Brief:
Of all the lines in these entries, count those that contain "once" and give only the total.

Stored dataset items
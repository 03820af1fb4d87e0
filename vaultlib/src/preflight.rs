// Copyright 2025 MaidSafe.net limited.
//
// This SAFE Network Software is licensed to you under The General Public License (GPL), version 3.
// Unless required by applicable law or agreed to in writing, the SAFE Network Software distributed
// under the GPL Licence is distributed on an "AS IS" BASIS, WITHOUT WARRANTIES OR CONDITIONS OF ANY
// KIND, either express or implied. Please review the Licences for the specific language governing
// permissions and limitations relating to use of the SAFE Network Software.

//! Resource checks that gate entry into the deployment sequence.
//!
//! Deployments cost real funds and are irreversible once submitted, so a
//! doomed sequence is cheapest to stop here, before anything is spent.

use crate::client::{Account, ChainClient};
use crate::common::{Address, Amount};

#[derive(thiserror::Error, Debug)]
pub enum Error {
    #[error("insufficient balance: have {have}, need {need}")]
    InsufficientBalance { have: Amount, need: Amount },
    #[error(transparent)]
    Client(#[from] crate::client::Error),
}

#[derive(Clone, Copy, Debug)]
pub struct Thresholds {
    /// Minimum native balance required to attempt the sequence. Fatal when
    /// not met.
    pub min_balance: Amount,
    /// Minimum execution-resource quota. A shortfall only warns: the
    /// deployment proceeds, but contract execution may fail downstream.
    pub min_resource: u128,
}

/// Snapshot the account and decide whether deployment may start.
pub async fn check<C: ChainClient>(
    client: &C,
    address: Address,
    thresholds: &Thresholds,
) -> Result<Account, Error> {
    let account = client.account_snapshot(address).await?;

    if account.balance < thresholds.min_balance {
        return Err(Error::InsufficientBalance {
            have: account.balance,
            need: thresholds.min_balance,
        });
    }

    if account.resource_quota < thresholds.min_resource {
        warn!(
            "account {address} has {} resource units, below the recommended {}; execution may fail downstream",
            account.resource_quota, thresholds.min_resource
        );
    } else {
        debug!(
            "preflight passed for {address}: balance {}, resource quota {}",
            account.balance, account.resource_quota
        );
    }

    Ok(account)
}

---

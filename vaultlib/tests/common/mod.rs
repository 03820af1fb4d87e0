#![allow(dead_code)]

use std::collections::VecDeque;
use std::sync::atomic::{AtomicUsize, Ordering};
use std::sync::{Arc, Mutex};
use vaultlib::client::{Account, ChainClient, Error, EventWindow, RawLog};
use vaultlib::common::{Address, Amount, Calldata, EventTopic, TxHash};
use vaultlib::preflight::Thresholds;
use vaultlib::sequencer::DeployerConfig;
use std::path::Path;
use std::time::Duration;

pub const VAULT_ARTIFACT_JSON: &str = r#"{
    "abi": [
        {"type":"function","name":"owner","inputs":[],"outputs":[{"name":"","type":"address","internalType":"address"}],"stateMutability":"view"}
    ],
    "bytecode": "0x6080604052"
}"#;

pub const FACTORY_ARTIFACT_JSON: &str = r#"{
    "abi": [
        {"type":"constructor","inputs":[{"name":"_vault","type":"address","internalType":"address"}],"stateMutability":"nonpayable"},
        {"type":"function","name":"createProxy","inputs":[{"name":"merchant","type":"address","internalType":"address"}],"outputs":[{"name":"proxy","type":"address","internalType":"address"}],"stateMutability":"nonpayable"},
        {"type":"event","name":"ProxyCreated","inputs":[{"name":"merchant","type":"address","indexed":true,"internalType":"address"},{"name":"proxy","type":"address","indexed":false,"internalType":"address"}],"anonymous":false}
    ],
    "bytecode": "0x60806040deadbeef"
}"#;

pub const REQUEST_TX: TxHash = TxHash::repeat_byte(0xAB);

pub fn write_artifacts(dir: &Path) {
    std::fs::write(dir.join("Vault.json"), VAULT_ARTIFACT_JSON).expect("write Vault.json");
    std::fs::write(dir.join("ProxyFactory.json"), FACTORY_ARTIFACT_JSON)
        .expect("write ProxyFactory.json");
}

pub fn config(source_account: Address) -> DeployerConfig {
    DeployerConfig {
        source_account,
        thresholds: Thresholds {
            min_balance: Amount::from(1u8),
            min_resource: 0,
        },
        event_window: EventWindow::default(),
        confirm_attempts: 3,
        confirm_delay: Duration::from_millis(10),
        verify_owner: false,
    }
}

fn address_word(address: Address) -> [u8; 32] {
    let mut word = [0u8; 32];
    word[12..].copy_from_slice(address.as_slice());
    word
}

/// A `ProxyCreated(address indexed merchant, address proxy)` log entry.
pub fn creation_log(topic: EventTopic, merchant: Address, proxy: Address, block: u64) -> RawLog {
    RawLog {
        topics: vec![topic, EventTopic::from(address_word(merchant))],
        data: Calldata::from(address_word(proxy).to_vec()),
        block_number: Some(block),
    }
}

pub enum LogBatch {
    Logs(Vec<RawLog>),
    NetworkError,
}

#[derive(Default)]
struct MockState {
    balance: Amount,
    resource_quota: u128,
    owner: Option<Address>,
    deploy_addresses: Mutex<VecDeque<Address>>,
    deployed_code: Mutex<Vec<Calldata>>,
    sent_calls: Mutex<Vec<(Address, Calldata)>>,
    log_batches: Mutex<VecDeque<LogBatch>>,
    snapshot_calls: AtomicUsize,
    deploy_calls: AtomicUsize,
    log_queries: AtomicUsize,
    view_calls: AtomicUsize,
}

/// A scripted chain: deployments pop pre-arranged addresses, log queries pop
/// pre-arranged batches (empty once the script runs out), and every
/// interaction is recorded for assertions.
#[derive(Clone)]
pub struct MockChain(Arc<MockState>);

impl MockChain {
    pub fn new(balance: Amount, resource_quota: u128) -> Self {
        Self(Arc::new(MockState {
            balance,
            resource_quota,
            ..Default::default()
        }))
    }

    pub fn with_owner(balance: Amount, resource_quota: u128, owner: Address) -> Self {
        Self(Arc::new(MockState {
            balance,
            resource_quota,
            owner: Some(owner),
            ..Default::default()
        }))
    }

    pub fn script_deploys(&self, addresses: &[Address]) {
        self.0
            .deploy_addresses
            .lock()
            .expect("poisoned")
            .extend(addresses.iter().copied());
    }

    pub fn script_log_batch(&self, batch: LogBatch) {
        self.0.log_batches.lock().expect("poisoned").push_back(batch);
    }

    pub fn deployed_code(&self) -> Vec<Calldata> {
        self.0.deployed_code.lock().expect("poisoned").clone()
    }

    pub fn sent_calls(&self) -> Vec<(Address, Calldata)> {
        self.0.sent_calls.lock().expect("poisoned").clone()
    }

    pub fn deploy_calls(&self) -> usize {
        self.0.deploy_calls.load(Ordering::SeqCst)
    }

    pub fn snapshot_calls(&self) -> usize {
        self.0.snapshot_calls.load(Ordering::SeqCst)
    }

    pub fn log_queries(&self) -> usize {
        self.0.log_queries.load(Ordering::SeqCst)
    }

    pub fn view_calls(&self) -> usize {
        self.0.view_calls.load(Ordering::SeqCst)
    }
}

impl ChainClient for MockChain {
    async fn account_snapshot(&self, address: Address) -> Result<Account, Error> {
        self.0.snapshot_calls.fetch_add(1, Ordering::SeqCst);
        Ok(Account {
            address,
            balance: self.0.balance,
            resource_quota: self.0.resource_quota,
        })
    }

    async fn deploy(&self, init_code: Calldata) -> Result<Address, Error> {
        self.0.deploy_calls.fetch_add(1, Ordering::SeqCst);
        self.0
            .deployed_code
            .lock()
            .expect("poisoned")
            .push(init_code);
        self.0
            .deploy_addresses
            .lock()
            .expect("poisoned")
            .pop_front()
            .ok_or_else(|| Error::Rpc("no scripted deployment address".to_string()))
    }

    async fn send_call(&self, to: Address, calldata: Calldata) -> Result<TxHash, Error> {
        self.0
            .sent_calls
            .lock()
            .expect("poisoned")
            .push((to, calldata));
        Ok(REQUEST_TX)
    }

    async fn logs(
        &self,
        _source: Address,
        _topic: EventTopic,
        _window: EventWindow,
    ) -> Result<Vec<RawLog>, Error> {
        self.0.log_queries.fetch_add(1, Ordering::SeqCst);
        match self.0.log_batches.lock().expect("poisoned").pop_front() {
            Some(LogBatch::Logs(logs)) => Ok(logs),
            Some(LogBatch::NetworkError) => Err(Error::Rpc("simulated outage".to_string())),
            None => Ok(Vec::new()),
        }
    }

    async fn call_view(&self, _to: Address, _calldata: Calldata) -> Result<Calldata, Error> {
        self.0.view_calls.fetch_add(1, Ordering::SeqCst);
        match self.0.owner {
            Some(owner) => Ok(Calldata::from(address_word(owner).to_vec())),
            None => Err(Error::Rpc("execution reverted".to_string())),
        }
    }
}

Task response:
2